When 10-year-old daughter Zara unloads her backpack during the first few days of the school year at her Petworth home, Aminta Cabrera knows to pluck one particular form from the mess of art projects and crumpled homework assignments that come tumbling out.

Cabrera has trained herself to keep a lookout for the precious form each and every school year. Without it, her daughter couldn’t get her free lunches at John Quincy Adams Elementary School. A housekeeper two days a week, Cabrera says she and her husband—a waiter at the National Press Club—need every bit of help they can get. “I know if I don’t fill it out, they don’t give my daughter lunch,” she adds.

Most years, Cabrera’s fellow parents at Adams Elementary feel a similar sense of urgency. A 300-student elementary school set in Adams Morgan, the school caters to a population of largely black, Hispanic, and immigrant families, many of them struggling to support large families on low salaries, according to parent Sergio Luna. Most years, a large majority of Adams parents fill out forms showing that their children qualify for free or reduced-price lunches—eligibility that’s determined by family size and income. (A family of four with a yearly income below $30,895 qualifies for reduced-price meals, according to federal guidelines.)

In the fall of 1997, 92.5 percent of Adams’ families qualified for the cheaper meals, according to D.C. Public School (DCPS) figures. “At Adams, almost everyone is low-income,” says Cabrera.

But to judge from last year’s rate, you’d think the Adams curriculum included tutorials on hot Internet stock options in addition to the trio of R’s.
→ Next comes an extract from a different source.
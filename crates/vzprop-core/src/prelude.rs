pub use vzprop_types::error::{ClResult, Error};
pub use vzprop_types::types::{EntityId, PropertyId};

pub use tracing::{debug, error, info, warn};

// vim: ts=4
Despite years of high participation in the subsidized lunch program, the school reported that at the start of the ’98-’99 school year, just 46 percent of students qualified for the free or reduced-price lunches—half of what it had reported the year before.
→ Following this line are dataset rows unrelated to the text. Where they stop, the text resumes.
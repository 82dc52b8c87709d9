//! Property definitions
//!
//! A definition names a property, declares its primitive type and carries the
//! rules a value has to satisfy before it may be stored.

use regex::Regex;
use serde::{Deserialize, Serialize};
use std::collections::HashMap;
use std::fmt::Debug;
use std::sync::Arc;

use crate::prelude::*;
use crate::value::PropertyValue;

/// Type alias for an additional validation predicate
pub type PropertyValidator = Arc<dyn Fn(&PropertyValue) -> bool + Send + Sync>;

/// Declared type of a property
#[derive(Debug, Clone, Copy, PartialEq, Eq, Hash, Serialize, Deserialize)]
#[serde(rename_all = "lowercase")]
pub enum PropertyType {
	String,
	/// Multi-line string
	Text,
	Integer,
	Float,
	Boolean,
	/// Value may take several representations, never coerced
	Multiple,
}

impl PropertyType {
	pub fn name(self) -> &'static str {
		match self {
			PropertyType::String => "string",
			PropertyType::Text => "text",
			PropertyType::Integer => "integer",
			PropertyType::Float => "float",
			PropertyType::Boolean => "boolean",
			PropertyType::Multiple => "multiple",
		}
	}

	fn is_textual(self) -> bool {
		matches!(self, PropertyType::String | PropertyType::Text)
	}

	fn is_numeric(self) -> bool {
		matches!(self, PropertyType::Integer | PropertyType::Float)
	}
}

impl std::fmt::Display for PropertyType {
	fn fmt(&self, f: &mut std::fmt::Formatter<'_>) -> std::fmt::Result {
		f.write_str(self.name())
	}
}

/// Property definition - the rules for one property name
#[derive(Clone)]
pub struct PropertyDefinition {
	/// Property name (e.g., "title", "resolution")
	pub name: String,

	/// Declared type, drives validation and coercion after load
	pub typ: PropertyType,

	/// Text properties only: the value must match this pattern
	pub pattern: Option<Regex>,

	/// Lower bound: character count for text, value for numbers
	pub min: Option<f64>,

	/// Upper bound: character count for text, value for numbers
	pub max: Option<f64>,

	/// `Multiple` properties only: allowed values (empty means anything goes)
	pub options: Vec<PropertyValue>,

	/// Display labels keyed by language code
	pub translation: HashMap<String, String>,

	/// Optional extra validation predicate
	pub validator: Option<PropertyValidator>,
}

impl Debug for PropertyDefinition {
	fn fmt(&self, f: &mut std::fmt::Formatter<'_>) -> std::fmt::Result {
		f.debug_struct("PropertyDefinition")
			.field("name", &self.name)
			.field("typ", &self.typ)
			.field("pattern", &self.pattern.as_ref().map(Regex::as_str))
			.field("min", &self.min)
			.field("max", &self.max)
			.field("options", &self.options)
			.field("translation", &self.translation)
			.field("validator", &self.validator.is_some())
			.finish()
	}
}

impl PropertyDefinition {
	/// Create a builder for constructing a PropertyDefinition
	pub fn builder(name: impl Into<String>, typ: PropertyType) -> PropertyDefinitionBuilder {
		PropertyDefinitionBuilder::new(name, typ)
	}

	pub fn name(&self) -> &str {
		&self.name
	}

	pub fn typ(&self) -> PropertyType {
		self.typ
	}

	/// Display label for a language, falls back to the property name
	pub fn label(&self, lang: &str) -> &str {
		self.translation.get(lang).map_or(self.name.as_str(), String::as_str)
	}

	/// Check a value against the type and the rules of this definition
	pub fn validate_value(&self, value: &PropertyValue) -> bool {
		if !value.fits(self.typ) {
			return false;
		}

		let valid = match self.typ {
			PropertyType::String | PropertyType::Text => {
				let PropertyValue::String(s) = value else {
					return false;
				};
				let len = s.chars().count() as f64;
				self.pattern.as_ref().is_none_or(|re| re.is_match(s)) && self.in_bounds(len)
			}
			PropertyType::Integer | PropertyType::Float => {
				match value.coerce_to(self.typ) {
					Ok(PropertyValue::Int(i)) => self.in_bounds(i as f64),
					Ok(PropertyValue::Float(f)) => self.in_bounds(f),
					_ => false,
				}
			}
			PropertyType::Boolean => true,
			PropertyType::Multiple => {
				let raw = value.to_storage_string();
				self.options.is_empty()
					|| self.options.iter().any(|opt| opt.to_storage_string() == raw)
			}
		};

		valid && self.validator.as_ref().is_none_or(|f| f(value))
	}

	fn in_bounds(&self, n: f64) -> bool {
		self.min.is_none_or(|min| n >= min) && self.max.is_none_or(|max| n <= max)
	}
}

/// Builder for PropertyDefinition with fluent API
pub struct PropertyDefinitionBuilder {
	name: String,
	typ: PropertyType,
	pattern: Option<String>,
	min: Option<f64>,
	max: Option<f64>,
	options: Vec<PropertyValue>,
	translation: HashMap<String, String>,
	validator: Option<PropertyValidator>,
}

impl PropertyDefinitionBuilder {
	pub fn new(name: impl Into<String>, typ: PropertyType) -> Self {
		Self {
			name: name.into(),
			typ,
			pattern: None,
			min: None,
			max: None,
			options: Vec::new(),
			translation: HashMap::new(),
			validator: None,
		}
	}

	/// Regular expression the value must match (text types only)
	pub fn pattern(mut self, pattern: impl Into<String>) -> Self {
		self.pattern = Some(pattern.into());
		self
	}

	pub fn min(mut self, min: f64) -> Self {
		self.min = Some(min);
		self
	}

	pub fn max(mut self, max: f64) -> Self {
		self.max = Some(max);
		self
	}

	/// Allowed values (`Multiple` only)
	pub fn options<I, V>(mut self, options: I) -> Self
	where
		I: IntoIterator<Item = V>,
		V: Into<PropertyValue>,
	{
		self.options = options.into_iter().map(Into::into).collect();
		self
	}

	pub fn translation(mut self, lang: impl Into<String>, label: impl Into<String>) -> Self {
		self.translation.insert(lang.into(), label.into());
		self
	}

	/// Set an extra validation predicate
	pub fn validator<F>(mut self, f: F) -> Self
	where
		F: Fn(&PropertyValue) -> bool + Send + Sync + 'static,
	{
		self.validator = Some(Arc::new(f));
		self
	}

	/// Build the PropertyDefinition
	pub fn build(self) -> ClResult<PropertyDefinition> {
		if self.name.trim().is_empty() {
			return Err(Error::ConfigError("Property name is required".into()));
		}

		let pattern = match self.pattern {
			Some(_) if !self.typ.is_textual() => {
				return Err(Error::ConfigError(format!(
					"Property '{}': pattern is only allowed for text types",
					self.name
				)));
			}
			Some(p) => Some(Regex::new(&p).map_err(|e| {
				Error::ConfigError(format!("Property '{}': invalid pattern: {}", self.name, e))
			})?),
			None => None,
		};

		if (self.min.is_some() || self.max.is_some())
			&& !(self.typ.is_textual() || self.typ.is_numeric())
		{
			return Err(Error::ConfigError(format!(
				"Property '{}': bounds are not allowed for {} properties",
				self.name, self.typ
			)));
		}
		if let (Some(min), Some(max)) = (self.min, self.max) {
			if min > max {
				return Err(Error::ConfigError(format!(
					"Property '{}': min {} is greater than max {}",
					self.name, min, max
				)));
			}
		}

		if !self.options.is_empty() && self.typ != PropertyType::Multiple {
			return Err(Error::ConfigError(format!(
				"Property '{}': options are only allowed for multiple properties",
				self.name
			)));
		}

		Ok(PropertyDefinition {
			name: self.name,
			typ: self.typ,
			pattern,
			min: self.min,
			max: self.max,
			options: self.options,
			translation: self.translation,
			validator: self.validator,
		})
	}
}

/// Definition as written in a JSON definitions file
#[derive(Debug, Clone, Deserialize)]
#[serde(deny_unknown_fields)]
pub struct PropertyDefinitionSpec {
	pub name: String,
	#[serde(rename = "type")]
	pub typ: PropertyType,
	pub pattern: Option<String>,
	pub min: Option<f64>,
	pub max: Option<f64>,
	#[serde(default)]
	pub options: Vec<PropertyValue>,
	#[serde(default)]
	pub translation: HashMap<String, String>,
}

impl TryFrom<PropertyDefinitionSpec> for PropertyDefinition {
	type Error = Error;

	fn try_from(spec: PropertyDefinitionSpec) -> ClResult<Self> {
		let mut builder = PropertyDefinition::builder(spec.name, spec.typ).options(spec.options);
		if let Some(pattern) = spec.pattern {
			builder = builder.pattern(pattern);
		}
		if let Some(min) = spec.min {
			builder = builder.min(min);
		}
		if let Some(max) = spec.max {
			builder = builder.max(max);
		}
		for (lang, label) in spec.translation {
			builder = builder.translation(lang, label);
		}
		builder.build()
	}
}

#[cfg(test)]
mod tests {
	use super::*;

	fn def(builder: PropertyDefinitionBuilder) -> PropertyDefinition {
		match builder.build() {
			Ok(def) => def,
			Err(err) => unreachable!("definition should build: {}", err),
		}
	}

	#[test]
	fn test_string_rules() {
		let color = def(PropertyDefinition::builder("color", PropertyType::String)
			.pattern("^#[0-9a-fA-F]{6}$"));
		assert!(color.validate_value(&"#00ff7F".into()));
		assert!(!color.validate_value(&"red".into()));
		assert!(!color.validate_value(&PropertyValue::Int(0xff)));

		let title = def(PropertyDefinition::builder("title", PropertyType::String).min(1.0).max(5.0));
		assert!(title.validate_value(&"Küche".into()));
		assert!(!title.validate_value(&"".into()));
		assert!(!title.validate_value(&"Kitchen".into()));
	}

	#[test]
	fn test_numeric_rules() {
		let resolution = def(PropertyDefinition::builder("resolution", PropertyType::Float).min(1.0));
		assert!(resolution.validate_value(&"2000".into()));
		assert!(resolution.validate_value(&PropertyValue::Float(1.0)));
		assert!(!resolution.validate_value(&"0.5".into()));
		assert!(!resolution.validate_value(&"many".into()));

		let gap = def(PropertyDefinition::builder("gap", PropertyType::Integer).min(0.0).max(60.0));
		assert!(gap.validate_value(&"15".into()));
		assert!(gap.validate_value(&PropertyValue::Int(60)));
		assert!(!gap.validate_value(&PropertyValue::Int(61)));
		assert!(!gap.validate_value(&"1.5".into()));
		assert!(!gap.validate_value(&PropertyValue::Float(1.5)));
	}

	#[test]
	fn test_unbounded_numbers_must_be_storable() {
		let cost = def(PropertyDefinition::builder("cost", PropertyType::Float));
		assert!(cost.validate_value(&PropertyValue::Float(1e20)));
		assert!(!cost.validate_value(&PropertyValue::Float(f64::NAN)));
		assert!(!cost.validate_value(&PropertyValue::Float(f64::INFINITY)));
		assert!(!cost.validate_value(&"inf".into()));

		let count = def(PropertyDefinition::builder("count", PropertyType::Integer));
		assert!(count.validate_value(&PropertyValue::Float(1e15)));
		assert!(!count.validate_value(&PropertyValue::Float(1e20)));
		assert!(!count.validate_value(&PropertyValue::Float(f64::NEG_INFINITY)));
	}

	#[test]
	fn test_boolean_rules() {
		let public = def(PropertyDefinition::builder("public", PropertyType::Boolean));
		assert!(public.validate_value(&PropertyValue::Bool(false)));
		assert!(public.validate_value(&"true".into()));
		assert!(public.validate_value(&PropertyValue::Int(1)));
		assert!(!public.validate_value(&PropertyValue::Int(3)));
		assert!(!public.validate_value(&"perhaps".into()));
	}

	#[test]
	fn test_multiple_options() {
		let yaxis = def(PropertyDefinition::builder("yaxis", PropertyType::Multiple).options([
			PropertyValue::from("auto"),
			PropertyValue::Int(1),
			PropertyValue::Int(2),
		]));
		assert!(yaxis.validate_value(&"auto".into()));
		assert!(yaxis.validate_value(&PropertyValue::Int(2)));
		assert!(yaxis.validate_value(&"1".into()));
		assert!(!yaxis.validate_value(&"3".into()));

		let free = def(PropertyDefinition::builder("free", PropertyType::Multiple));
		assert!(free.validate_value(&PropertyValue::Float(0.5)));
	}

	#[test]
	fn test_custom_validator() {
		let even = def(PropertyDefinition::builder("even", PropertyType::Integer)
			.validator(|v| matches!(v.coerce_to(PropertyType::Integer), Ok(PropertyValue::Int(i)) if i % 2 == 0)));
		assert!(even.validate_value(&"4".into()));
		assert!(!even.validate_value(&"5".into()));
	}

	#[test]
	fn test_build_errors() {
		assert!(PropertyDefinition::builder(" ", PropertyType::String).build().is_err());
		assert!(PropertyDefinition::builder("x", PropertyType::Integer).pattern("^1$").build().is_err());
		assert!(PropertyDefinition::builder("x", PropertyType::String).pattern("(").build().is_err());
		assert!(PropertyDefinition::builder("x", PropertyType::Float).min(2.0).max(1.0).build().is_err());
		assert!(PropertyDefinition::builder("x", PropertyType::Boolean).min(0.0).build().is_err());
		assert!(PropertyDefinition::builder("x", PropertyType::String).options(["a"]).build().is_err());
	}

	#[test]
	fn test_label_falls_back_to_name() {
		let title = def(PropertyDefinition::builder("title", PropertyType::String)
			.translation("de", "Titel"));
		assert_eq!(title.label("de"), "Titel");
		assert_eq!(title.label("fr"), "title");
	}

	#[test]
	fn test_spec_from_json() {
		let spec: PropertyDefinitionSpec = match serde_json::from_str(
			r#"{"name": "style", "type": "multiple", "options": ["lines", "points"]}"#,
		) {
			Ok(spec) => spec,
			Err(err) => unreachable!("definition should parse: {}", err),
		};
		let style = PropertyDefinition::try_from(spec);
		assert!(matches!(&style, Ok(d) if d.typ == PropertyType::Multiple && d.options.len() == 2));
	}
}

// vim: ts=4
Neighbor and schools advocate Kathleen Wills says the change has nothing to do with a local economic boom. “A change in demographics might account for a 2 to 3 percent change,” says Wills, who has started a petition among parents to demand a recount. “[But] it’s just impossible that a whole group of parents would be able to pull themselves up by their bootstraps.”

Instead, Luna and Cabrera say that many Adams parents—especially an increasing number of recent immigrants—can’t read many of the forms teachers send home. DCPS spokesperson Devonya Smith says that forms for free lunches are available in five languages, but Luna says that some Adams parents can’t read and write their own language and often are skeptical of requests for too much information. Unless they’re really encouraged to return forms, many of them don’t. And last year’s drastic decrease coincided with the arrival of a new principal, Allan Lovell, who some parents say wasn’t good about following up with them.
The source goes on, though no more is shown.